Pourtant ce que décrit JM Blanquer n’est pas un projet social. Il revendique la mixité sociale dans les internats d’excellence , où d’ailleurs dès 2010 les jeunes défavorisés étaient minoritaires. Là où c’est encore plus clair c’est à propos des internats des campus pro.
Le financement de ces internats se fera en partie par prélèvement sur les budgets sociaux des établissements secondaires. Ces fonds servent à aider les familles les plus pauvres à régler des situations d’urgence. Ils représentent environ 70 millions pour tous les établissements français et les proviseurs se plaignent qu’ils sont insuffisants. JM Blanquer est connu pour les avoir divisés par deux entre 2010 et 2012. Il sait qu’il est attendu sur ce terrain.
Mais ça ne l’empêche pas d’assumer une baisse de ces budgets au nom des internats. La justification vaut le détour : « les futurs internes sont des élèves en difficulté sociale ». Somme toute utiliser les fonds sociaux pour financer ces internats ce n’est pas grave puisque l’argent reste acquis aux pauvres. C’est donc aux pauvres de payer pour les pauvres…
Pour les élèves « méritants »
» La motivation de l’élève, quelle que soit ses capacités, pour le projet d’internat d’excellence et la qualité forte de l’apport éducatif et pédagogique, doivent être les fils directeurs des nouveaux internats d’excellence », explique le dossier ministériel. Selon JM Blanquer cette motivation sera évaluée au regard d’une lettre de motivation.
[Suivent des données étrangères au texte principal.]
//! Export coordinator: run a batch of cover-injection jobs.
//!
//! Jobs run one after another in input order. Each job walks
//! `Pending → Validating → Rendering → Writing → Succeeded`, dropping to
//! `Failed` at the first error; a failed job never stops the batch.
//!
//! Free space is checked twice: against the source size before any work,
//! and against the assembled output size right before writing. Rendering and
//! assembly run on the blocking thread pool.

use crate::config::ExportOptions;
use crate::error::{CoverError, JobError};
use crate::model::{BatchReport, CoverCandidate, ExportJob, ExportTarget, JobResult, JobState};
use crate::pipeline::{assemble, input, render};
use crate::progress::{NoopProgressCallback, ProgressCallback};
use crate::target::{self, SpaceProbe, SystemSpaceProbe};
use std::collections::HashMap;
use std::path::PathBuf;
use std::sync::atomic::{AtomicBool, Ordering};
use std::sync::Arc;
use std::time::Instant;
use tracing::{debug, info, warn};

// ── Cancellation ─────────────────────────────────────────────────────────

/// Shared flag checked before each job starts.
#[derive(Debug, Clone, Default)]
pub struct CancelToken(Arc<AtomicBool>);

impl CancelToken {
    pub fn new() -> Self {
        Self::default()
    }

    pub fn cancel(&self) {
        self.0.store(true, Ordering::SeqCst);
    }

    pub fn is_cancelled(&self) -> bool {
        self.0.load(Ordering::SeqCst)
    }
}

// ── Coordinator ──────────────────────────────────────────────────────────

/// Runs export batches with fixed options.
///
/// ```rust,no_run
/// use pdfcover::{pipeline::input, ExportJob, ExportOptions, ExportTarget, Exporter};
/// use std::sync::Arc;
///
/// # async fn demo() -> Result<(), pdfcover::CoverError> {
/// let cover = Arc::new(input::load_cover_image("cover.jpg")?);
/// let job = ExportJob::new(
///     input::open_source("book.pdf")?,
///     cover,
///     ExportTarget::folder("/media/alice/Kindle/documents"),
/// );
/// let report = Exporter::new(ExportOptions::default()).run_batch(vec![job]).await;
/// println!("{} written, {} failed", report.succeeded, report.failed);
/// # Ok(())
/// # }
/// ```
pub struct Exporter {
    options: ExportOptions,
    probe: Arc<dyn SpaceProbe>,
    progress: ProgressCallback,
    cancel: CancelToken,
}
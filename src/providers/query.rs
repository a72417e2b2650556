//! Search-query derivation from PDF file names.

use once_cell::sync::Lazy;
use regex::Regex;
use std::path::Path;
use tracing::debug;

static BRACKETED: Lazy<Regex> = Lazy::new(|| Regex::new(r"[\(\[][^)\]]*[\)\]]").unwrap());
static SPACES: Lazy<Regex> = Lazy::new(|| Regex::new(r"\s{2,}").unwrap());

/// Turn `The_Rust-Book (2nd Edition) [v2].pdf` into `The Rust Book`.
///
/// Strips the directory and extension, maps `_`/`-` to spaces, removes
/// bracketed noise and collapses whitespace.
pub fn sanitise_query(file_name: &str) -> String {
    let stem = Path::new(file_name)
        .file_stem()
        .map(|s| s.to_string_lossy().into_owned())
        .unwrap_or_default();
    let spaced = stem.replace(['_', '-'], " ");
    let stripped = BRACKETED.replace_all(&spaced, "");
    let query = SPACES.replace_all(&stripped, " ").trim().to_string();
    debug!("Sanitised query: '{file_name}' → '{query}'");
    query
}

/// Whether `input` names a PDF file rather than a free-text title.
pub fn looks_like_pdf(input: &str) -> bool {
    Path::new(input)
        .extension()
        .is_some_and(|ext| ext.eq_ignore_ascii_case("pdf"))
}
Les internats ne seront donc pas un service public offert aux élèves. Ils choisiront les élèves qu’ils accueillent. Sur ce terrain là aussi le projet ministériel refuse le commun, tout ce qui s’apparente à un droit social.
Or comme les « internats du XXIème siècle » ne semblent pas avoir de budget assuré, ce qui reste de ce plan c’est la labellisation ministérielle. Le Plan Internat créera peut-être très peu de nouvelles places. Mais il va permettre d’orienter les internats actuels et de les intégrer dans l’univers idéologique de JM Blanquer.